Desarrollaba complejas coreografías, aunque tenía miedo. Se había trivializado la cuarentena. Se había banalizado, de algún modo, la
gravedad de la pandemia. Esta debe ser -me repetía entonces- la
forma que tienen los humanos de combatir el sufrimiento.
Fue justo
después de esos días cuando comenzó la desescalada. “La
transición hacia la nueva normalidad”. La gente, mucha gente,
cambió las palmas por las cacerolas para protestar contra el
gobierno -o contra el confinamiento, o contra la otra gente, no lo
tengo claro- y fue poco a poco dejando de aplaudir. Se sentían
engañados, estafados. El recuento de muertos, además, comenzaba a
ir a la baja -aunque el saldo seguía siendo tremendo- y cada vez
hacía más calor en la calle. Llegó la fase cero. Y con ella las
medidas de relajación después de tanto esfuerzo. Dos minutos al día
aplaudiendo, después de todo, merecían una recompensa, algún tipo
de premio.
En mi barrio
hace días que los vecinos no aplauden. O que aplauden menos. Ahora a
las ocho en punto pueden salir a pasear. También, claro, a las ocho
y dos en punto. Y a las nueve tienen cacerolada contra el gobierno.

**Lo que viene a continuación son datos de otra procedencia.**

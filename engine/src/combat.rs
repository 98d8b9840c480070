use std::cmp::Ordering;

use thiserror::Error;

use crate::luck::LuckContext;
use crate::modifiers::{damage_profile, BASE_DAMAGE};
use crate::roster::EnemyId;
use crate::session::Session;
use crate::Tone;

/// Stamina forfeited by fleeing an exchange.
pub const ESCAPE_COST: i32 = 2;

/// Validation failures. The action is aborted with no state mutation;
/// soft conditions (stale references, empty Luck pool) are outcome
/// variants instead, see [`crate::luck`].
#[derive(Debug, Error, PartialEq, Eq)]
pub enum CombatError {
    #[error("no enemy at slot {0}")]
    MissingEnemy(usize),
    #[error("no enemy with id {0}")]
    UnknownEnemy(EnemyId),
    #[error("{0} has no skill or stamina left to fight")]
    NotFightable(String),
    #[error("{0} is not a copied ally")]
    NotAnAlly(String),
    #[error("{0} is an ally and cannot be targeted")]
    AllyTarget(String),
}

/// Result of one attack round. Roll totals are carried so the host can
/// display the exchange exactly as it was rolled.
#[derive(Debug, Clone, Copy, PartialEq, Eq)]
pub enum AttackOutcome {
    /// Equal totals; no damage either way.
    Standoff { player_roll: i32, enemy_roll: i32 },
    /// The player won the exchange. `luck_offer` is present while the
    /// enemy still stands and the player has Luck to spend; the host may
    /// prompt and then call [`crate::test_luck`] with it.
    PlayerHit {
        enemy: EnemyId,
        player_roll: i32,
        enemy_roll: i32,
        damage: i32,
        enemy_defeated: bool,
        luck_offer: Option<LuckContext>,
    },
    /// The enemy won the exchange. `player_defeated` is the terminal
    /// game-over signal, distinct from an enemy defeat.
    EnemyHit {
        enemy: EnemyId,
        player_roll: i32,
        enemy_roll: i32,
        damage: i32,
        player_defeated: bool,
        luck_offer: Option<LuckContext>,
    },
}

/// Resolve one attack round against the enemy at roster `slot`.
///
/// Rolls are strictly ordered, enemy first and then player, so seeded
/// replays and log lines always line up with the dice. Damage from the
/// primary roll is applied before any Luck follow-up is offered; declining
/// the offer needs no rollback.
pub fn attack_enemy(
    session: &mut Session,
    slot: usize,
    mut roll_pair: impl FnMut() -> i32,
    mut log: impl FnMut(Tone, String),
) -> Result<AttackOutcome, CombatError> {
    let enemy = session.roster.get(slot).ok_or(CombatError::MissingEnemy(slot))?;
    if !enemy.can_fight() {
        return Err(CombatError::NotFightable(enemy.name.clone()));
    }
    let id = enemy.id;
    let name = enemy.name.clone();
    let profile = damage_profile(&enemy.modifiers, &session.modifiers);

    let enemy_roll = roll_pair() + enemy.skill;
    let attack_skill = (session.player.skill + session.modifiers.skill_bonus).max(0);
    let player_roll = roll_pair() + attack_skill;
    log(
        Tone::Action,
        format!("[ATTACK][{name}] attack strength {enemy_roll} against your {player_roll}."),
    );
    tracing::debug!(enemy = %name, enemy_roll, player_roll, "attack exchange");

    let outcome = match player_roll.cmp(&enemy_roll) {
        Ordering::Equal => {
            log(
                Tone::Info,
                format!("[ATTACK][{name}] you parry each other; no blood is drawn."),
            );
            AttackOutcome::Standoff { player_roll, enemy_roll }
        }
        Ordering::Greater => {
            let damage = profile.to_enemy;
            let enemy_defeated = {
                let enemy = session
                    .roster
                    .by_id_mut(id)
                    .ok_or(CombatError::UnknownEnemy(id))?;
                enemy.take_damage(damage);
                enemy.stamina == 0
            };
            log(Tone::Success, format!("[ATTACK][{name}] you strike for {damage}."));
            if enemy_defeated {
                session.roster.remove_by_id(id);
                log(Tone::Success, format!("[ATTACK][{name}] is defeated!"));
            }
            let luck_offer = (!enemy_defeated && session.player.luck > 0)
                .then_some(LuckContext::PlayerHitEnemy(id));
            AttackOutcome::PlayerHit {
                enemy: id,
                player_roll,
                enemy_roll,
                damage,
                enemy_defeated,
                luck_offer,
            }
        }
        Ordering::Less => {
            let damage = profile.to_player;
            session.player.adjust_stamina(-damage);
            let player_defeated = session.player.is_defeated();
            log(Tone::Danger, format!("[ATTACK][{name}] wounds you for {damage}."));
            if player_defeated {
                log(
                    Tone::Danger,
                    "[ATTACK] Your stamina is spent. The adventure ends here.".to_string(),
                );
            }
            let luck_offer = (!player_defeated && session.player.luck > 0)
                .then_some(LuckContext::PlayerHitByEnemy);
            AttackOutcome::EnemyHit {
                enemy: id,
                player_roll,
                enemy_roll,
                damage,
                player_defeated,
                luck_offer,
            }
        }
    };
    Ok(outcome)
}

/// Result of an ally-directed exchange.
#[derive(Debug, Clone, Copy, PartialEq, Eq)]
pub enum CommandOutcome {
    Standoff { ally_roll: i32, target_roll: i32 },
    TargetHit { target: EnemyId, ally_roll: i32, target_roll: i32, target_defeated: bool },
    AllyHit { ally: EnemyId, ally_roll: i32, target_roll: i32, ally_defeated: bool },
}

/// Order a copied ally to fight another enemy. Same opposed roll as a
/// player exchange, but both sides always trade the flat base damage; no
/// modifier layer applies to an ally exchange. The loser is removed by
/// identity when its stamina runs out.
pub fn command_attack(
    session: &mut Session,
    ally_id: EnemyId,
    target_id: EnemyId,
    mut roll_pair: impl FnMut() -> i32,
    mut log: impl FnMut(Tone, String),
) -> Result<CommandOutcome, CombatError> {
    let ally = session
        .roster
        .by_id(ally_id)
        .ok_or(CombatError::UnknownEnemy(ally_id))?;
    if !ally.is_copy {
        return Err(CombatError::NotAnAlly(ally.name.clone()));
    }
    if !ally.can_fight() {
        return Err(CombatError::NotFightable(ally.name.clone()));
    }
    let target = session
        .roster
        .by_id(target_id)
        .ok_or(CombatError::UnknownEnemy(target_id))?;
    if target.is_copy {
        return Err(CombatError::AllyTarget(target.name.clone()));
    }
    if !target.can_fight() {
        return Err(CombatError::NotFightable(target.name.clone()));
    }
    let (ally_name, ally_skill) = (ally.name.clone(), ally.skill);
    let (target_name, target_skill) = (target.name.clone(), target.skill);

    let ally_roll = roll_pair() + ally_skill;
    let target_roll = roll_pair() + target_skill;
    log(
        Tone::Action,
        format!("[COMMAND][{ally_name}] {ally_roll} against [{target_name}] {target_roll}."),
    );
    tracing::debug!(ally = %ally_name, target = %target_name, ally_roll, target_roll, "command attack");

    let outcome = match ally_roll.cmp(&target_roll) {
        Ordering::Equal => {
            log(Tone::Info, "[COMMAND] The blows glance off each other.".to_string());
            CommandOutcome::Standoff { ally_roll, target_roll }
        }
        Ordering::Greater => {
            let target_defeated = {
                let target = session
                    .roster
                    .by_id_mut(target_id)
                    .ok_or(CombatError::UnknownEnemy(target_id))?;
                target.take_damage(BASE_DAMAGE);
                target.stamina == 0
            };
            log(
                Tone::Success,
                format!("[COMMAND][{ally_name}] strikes [{target_name}] for {BASE_DAMAGE}."),
            );
            if target_defeated {
                session.roster.remove_by_id(target_id);
                log(Tone::Success, format!("[COMMAND][{target_name}] is defeated!"));
            }
            CommandOutcome::TargetHit { target: target_id, ally_roll, target_roll, target_defeated }
        }
        Ordering::Less => {
            let ally_defeated = {
                let ally = session
                    .roster
                    .by_id_mut(ally_id)
                    .ok_or(CombatError::UnknownEnemy(ally_id))?;
                ally.take_damage(BASE_DAMAGE);
                ally.stamina == 0
            };
            log(
                Tone::Warning,
                format!("[COMMAND][{target_name}] strikes [{ally_name}] for {BASE_DAMAGE}."),
            );
            if ally_defeated {
                session.roster.remove_by_id(ally_id);
                log(Tone::Warning, format!("[COMMAND][{ally_name}] is destroyed."));
            }
            CommandOutcome::AllyHit { ally: ally_id, ally_roll, target_roll, ally_defeated }
        }
    };
    Ok(outcome)
}

#[derive(Debug, Clone, Copy, PartialEq, Eq)]
pub struct EscapeOutcome {
    pub cost: i32,
    pub player_defeated: bool,
}

/// Flee the fight. Always costs stamina, and can itself end the adventure;
/// reaching zero signals the same terminal defeat as a combat loss.
pub fn escape(session: &mut Session, mut log: impl FnMut(Tone, String)) -> EscapeOutcome {
    session.player.adjust_stamina(-ESCAPE_COST);
    let player_defeated = session.player.is_defeated();
    log(
        Tone::Warning,
        format!("[ESCAPE] You flee the fight, losing {ESCAPE_COST} stamina."),
    );
    if player_defeated {
        log(
            Tone::Danger,
            "[ESCAPE] The effort is too much. The adventure ends here.".to_string(),
        );
    }
    EscapeOutcome { cost: ESCAPE_COST, player_defeated }
}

Algunos balcones y terrazas siguen engalanados con banderas, esas que
antes de la pandemia solían usarse solo en ciertos mítines
políticos o para señalar alguna fiesta. Banderas que tampoco dicen
nada, que separan más de lo que unen, con crespones negros bordados
para la ocasión con el fin de remarcar la tragedia. Pero la nueva
normalidad, como la vieja, no entiende de tragedias.
Ayer, a las
ocho en punto, me asomé por curiosidad a la ventana. En el edificio
de enfrente descubrí a un vecino que se disponía a aplaudir. Lo
adiviné en su expresión, en su gesto. Pero no lo hizo. Escrutó
durante algunos segundos las otras ventanas, como tratando de hallar
un aliado, alguien en quien reconocerse, pero no lo encontró y
volvió a meterse en casa. No hubo aplausos en mi barrio. Y después
tampoco pasó nada. Porque después de los aplausos no hay nada, solo
un vacío que se llena de vacío y un silencio espeso que se espesa.
La nueva normalidad debe ser eso, actuar como si no existiera el
virus y dejar de aplaudir los dos minutos que aplaudíamos cuando
teníamos miedo.
Excelente! Lo mejor que he leído en ese océano espeso de "diarios de confinamiento". La policía vienesa ha registrado también una cantidad inusitada de denuncias, cuando pasó el jolgorio de los aplausos y los conciertos en las ventanas.